(Beginning of Available data)

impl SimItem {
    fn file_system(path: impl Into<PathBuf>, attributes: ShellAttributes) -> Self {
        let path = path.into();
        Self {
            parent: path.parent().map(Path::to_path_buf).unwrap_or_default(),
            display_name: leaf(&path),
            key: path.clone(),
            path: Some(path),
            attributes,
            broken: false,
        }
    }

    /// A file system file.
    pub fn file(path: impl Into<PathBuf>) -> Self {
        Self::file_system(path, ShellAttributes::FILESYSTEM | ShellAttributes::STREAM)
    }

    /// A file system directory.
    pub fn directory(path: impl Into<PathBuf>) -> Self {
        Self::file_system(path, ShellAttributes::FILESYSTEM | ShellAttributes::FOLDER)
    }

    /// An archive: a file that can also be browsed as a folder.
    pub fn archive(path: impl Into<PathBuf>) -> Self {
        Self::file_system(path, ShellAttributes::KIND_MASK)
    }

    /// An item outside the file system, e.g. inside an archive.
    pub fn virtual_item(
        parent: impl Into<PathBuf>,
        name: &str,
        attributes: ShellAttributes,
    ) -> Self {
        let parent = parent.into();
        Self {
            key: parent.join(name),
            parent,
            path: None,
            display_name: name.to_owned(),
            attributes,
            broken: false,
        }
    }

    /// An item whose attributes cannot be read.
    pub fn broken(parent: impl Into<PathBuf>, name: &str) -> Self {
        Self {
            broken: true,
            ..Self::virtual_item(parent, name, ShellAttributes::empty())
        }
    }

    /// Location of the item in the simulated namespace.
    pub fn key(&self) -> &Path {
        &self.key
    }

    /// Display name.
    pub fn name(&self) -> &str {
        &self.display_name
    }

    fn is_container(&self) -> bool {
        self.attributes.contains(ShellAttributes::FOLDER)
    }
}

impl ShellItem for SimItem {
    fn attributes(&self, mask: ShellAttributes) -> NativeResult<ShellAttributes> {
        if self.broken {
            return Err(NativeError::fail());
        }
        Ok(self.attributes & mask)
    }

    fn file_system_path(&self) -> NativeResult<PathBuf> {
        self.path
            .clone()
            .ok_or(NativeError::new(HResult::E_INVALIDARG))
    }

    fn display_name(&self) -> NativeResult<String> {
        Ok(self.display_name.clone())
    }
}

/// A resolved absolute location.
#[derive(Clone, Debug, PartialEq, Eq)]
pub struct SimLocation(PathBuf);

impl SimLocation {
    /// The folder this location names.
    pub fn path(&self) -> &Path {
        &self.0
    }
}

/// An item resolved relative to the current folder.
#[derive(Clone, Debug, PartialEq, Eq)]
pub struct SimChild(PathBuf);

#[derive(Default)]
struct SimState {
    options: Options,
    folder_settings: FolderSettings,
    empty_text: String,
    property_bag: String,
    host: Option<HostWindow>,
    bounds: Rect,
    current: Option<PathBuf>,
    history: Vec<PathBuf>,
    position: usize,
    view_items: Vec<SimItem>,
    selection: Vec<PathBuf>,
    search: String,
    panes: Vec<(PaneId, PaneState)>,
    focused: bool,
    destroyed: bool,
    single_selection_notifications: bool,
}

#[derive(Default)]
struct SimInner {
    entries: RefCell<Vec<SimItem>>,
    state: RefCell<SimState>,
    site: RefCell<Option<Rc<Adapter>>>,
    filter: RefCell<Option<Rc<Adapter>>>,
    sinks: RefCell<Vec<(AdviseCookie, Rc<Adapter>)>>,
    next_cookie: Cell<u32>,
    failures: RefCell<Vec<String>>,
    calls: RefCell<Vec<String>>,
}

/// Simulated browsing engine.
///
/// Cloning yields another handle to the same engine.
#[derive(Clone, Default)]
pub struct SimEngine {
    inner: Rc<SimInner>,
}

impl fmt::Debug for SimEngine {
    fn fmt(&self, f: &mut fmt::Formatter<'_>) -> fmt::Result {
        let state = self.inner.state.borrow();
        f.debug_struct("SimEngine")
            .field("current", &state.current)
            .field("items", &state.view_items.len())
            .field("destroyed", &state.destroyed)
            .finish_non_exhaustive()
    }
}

(End of Available data)
(Beginning of Available data)

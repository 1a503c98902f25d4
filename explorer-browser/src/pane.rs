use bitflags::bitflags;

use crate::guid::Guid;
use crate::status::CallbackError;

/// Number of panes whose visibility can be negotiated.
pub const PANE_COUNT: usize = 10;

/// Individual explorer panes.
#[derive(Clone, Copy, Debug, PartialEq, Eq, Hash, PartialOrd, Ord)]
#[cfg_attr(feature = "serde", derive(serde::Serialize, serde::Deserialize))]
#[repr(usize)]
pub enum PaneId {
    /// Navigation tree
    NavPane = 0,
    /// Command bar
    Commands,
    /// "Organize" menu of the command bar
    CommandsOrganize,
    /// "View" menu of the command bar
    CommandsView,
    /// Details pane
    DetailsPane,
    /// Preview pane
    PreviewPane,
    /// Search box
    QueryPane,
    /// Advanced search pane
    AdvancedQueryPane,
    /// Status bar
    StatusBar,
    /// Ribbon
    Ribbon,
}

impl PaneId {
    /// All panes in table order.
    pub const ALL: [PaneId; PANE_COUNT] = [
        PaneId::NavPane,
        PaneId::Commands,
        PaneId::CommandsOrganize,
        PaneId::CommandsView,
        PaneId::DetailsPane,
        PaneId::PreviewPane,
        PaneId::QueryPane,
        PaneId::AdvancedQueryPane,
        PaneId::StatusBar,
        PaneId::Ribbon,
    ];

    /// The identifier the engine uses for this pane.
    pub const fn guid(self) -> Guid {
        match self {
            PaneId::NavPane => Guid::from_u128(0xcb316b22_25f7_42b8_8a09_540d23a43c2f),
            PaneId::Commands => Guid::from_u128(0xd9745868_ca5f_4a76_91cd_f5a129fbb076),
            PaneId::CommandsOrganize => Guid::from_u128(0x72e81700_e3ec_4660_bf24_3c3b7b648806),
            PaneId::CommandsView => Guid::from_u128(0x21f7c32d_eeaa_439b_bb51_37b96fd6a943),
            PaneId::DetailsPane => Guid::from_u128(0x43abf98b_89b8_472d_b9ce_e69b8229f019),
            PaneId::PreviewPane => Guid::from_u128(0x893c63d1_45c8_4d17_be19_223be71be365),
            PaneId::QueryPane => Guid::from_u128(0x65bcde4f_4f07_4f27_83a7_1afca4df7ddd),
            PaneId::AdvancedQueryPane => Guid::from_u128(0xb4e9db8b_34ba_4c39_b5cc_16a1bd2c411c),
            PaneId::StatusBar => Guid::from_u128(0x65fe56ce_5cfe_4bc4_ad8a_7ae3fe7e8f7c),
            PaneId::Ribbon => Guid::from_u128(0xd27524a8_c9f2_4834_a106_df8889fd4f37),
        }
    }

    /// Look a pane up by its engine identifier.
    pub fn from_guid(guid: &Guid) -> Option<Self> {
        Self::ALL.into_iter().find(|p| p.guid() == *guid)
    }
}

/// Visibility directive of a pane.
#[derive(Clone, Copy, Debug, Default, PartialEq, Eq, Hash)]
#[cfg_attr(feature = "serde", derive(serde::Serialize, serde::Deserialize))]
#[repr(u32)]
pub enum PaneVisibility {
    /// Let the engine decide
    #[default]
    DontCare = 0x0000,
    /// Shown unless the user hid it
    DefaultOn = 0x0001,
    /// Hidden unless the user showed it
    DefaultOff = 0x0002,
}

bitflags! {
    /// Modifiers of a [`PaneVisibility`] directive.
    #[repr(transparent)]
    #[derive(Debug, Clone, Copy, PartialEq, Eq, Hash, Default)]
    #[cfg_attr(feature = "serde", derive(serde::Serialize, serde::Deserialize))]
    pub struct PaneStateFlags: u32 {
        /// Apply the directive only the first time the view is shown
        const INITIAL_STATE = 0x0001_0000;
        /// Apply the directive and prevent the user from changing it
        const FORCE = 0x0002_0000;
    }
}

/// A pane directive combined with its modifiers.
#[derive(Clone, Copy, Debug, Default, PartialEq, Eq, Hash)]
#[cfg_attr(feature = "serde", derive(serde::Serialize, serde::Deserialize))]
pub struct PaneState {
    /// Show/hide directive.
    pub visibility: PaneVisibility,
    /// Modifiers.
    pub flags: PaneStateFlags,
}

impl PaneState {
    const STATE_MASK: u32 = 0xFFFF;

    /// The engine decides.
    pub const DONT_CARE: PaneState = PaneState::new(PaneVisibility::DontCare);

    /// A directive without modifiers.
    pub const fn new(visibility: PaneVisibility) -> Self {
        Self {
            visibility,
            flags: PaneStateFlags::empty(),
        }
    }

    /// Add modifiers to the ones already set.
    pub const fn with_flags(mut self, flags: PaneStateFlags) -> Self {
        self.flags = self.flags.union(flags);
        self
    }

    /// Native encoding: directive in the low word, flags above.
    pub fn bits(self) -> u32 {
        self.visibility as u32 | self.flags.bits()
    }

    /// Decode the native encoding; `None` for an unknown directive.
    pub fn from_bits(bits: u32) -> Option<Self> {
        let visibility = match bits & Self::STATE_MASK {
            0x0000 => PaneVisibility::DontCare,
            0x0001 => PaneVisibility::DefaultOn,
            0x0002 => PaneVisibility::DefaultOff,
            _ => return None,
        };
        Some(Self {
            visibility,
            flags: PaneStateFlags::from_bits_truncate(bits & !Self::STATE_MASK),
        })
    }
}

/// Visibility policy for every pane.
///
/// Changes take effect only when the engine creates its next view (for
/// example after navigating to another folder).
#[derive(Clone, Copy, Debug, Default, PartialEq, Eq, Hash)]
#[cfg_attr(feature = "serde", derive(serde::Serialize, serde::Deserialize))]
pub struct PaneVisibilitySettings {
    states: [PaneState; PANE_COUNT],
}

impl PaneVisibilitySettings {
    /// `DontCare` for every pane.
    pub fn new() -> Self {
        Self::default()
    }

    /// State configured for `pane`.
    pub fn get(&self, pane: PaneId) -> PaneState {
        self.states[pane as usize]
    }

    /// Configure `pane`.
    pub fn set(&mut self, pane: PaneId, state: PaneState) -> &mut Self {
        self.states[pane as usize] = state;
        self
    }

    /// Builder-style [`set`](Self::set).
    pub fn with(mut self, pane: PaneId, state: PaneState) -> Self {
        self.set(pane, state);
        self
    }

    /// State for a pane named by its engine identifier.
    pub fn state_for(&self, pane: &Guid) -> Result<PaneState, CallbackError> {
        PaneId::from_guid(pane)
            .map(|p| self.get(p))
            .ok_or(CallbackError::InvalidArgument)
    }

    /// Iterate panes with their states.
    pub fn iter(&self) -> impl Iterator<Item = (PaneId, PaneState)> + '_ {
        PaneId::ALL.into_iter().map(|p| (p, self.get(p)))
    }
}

(End of Available data)

● **Problem to work on**:
State how many lines above include the word "String", and nothing more.

● **Completed task**:
6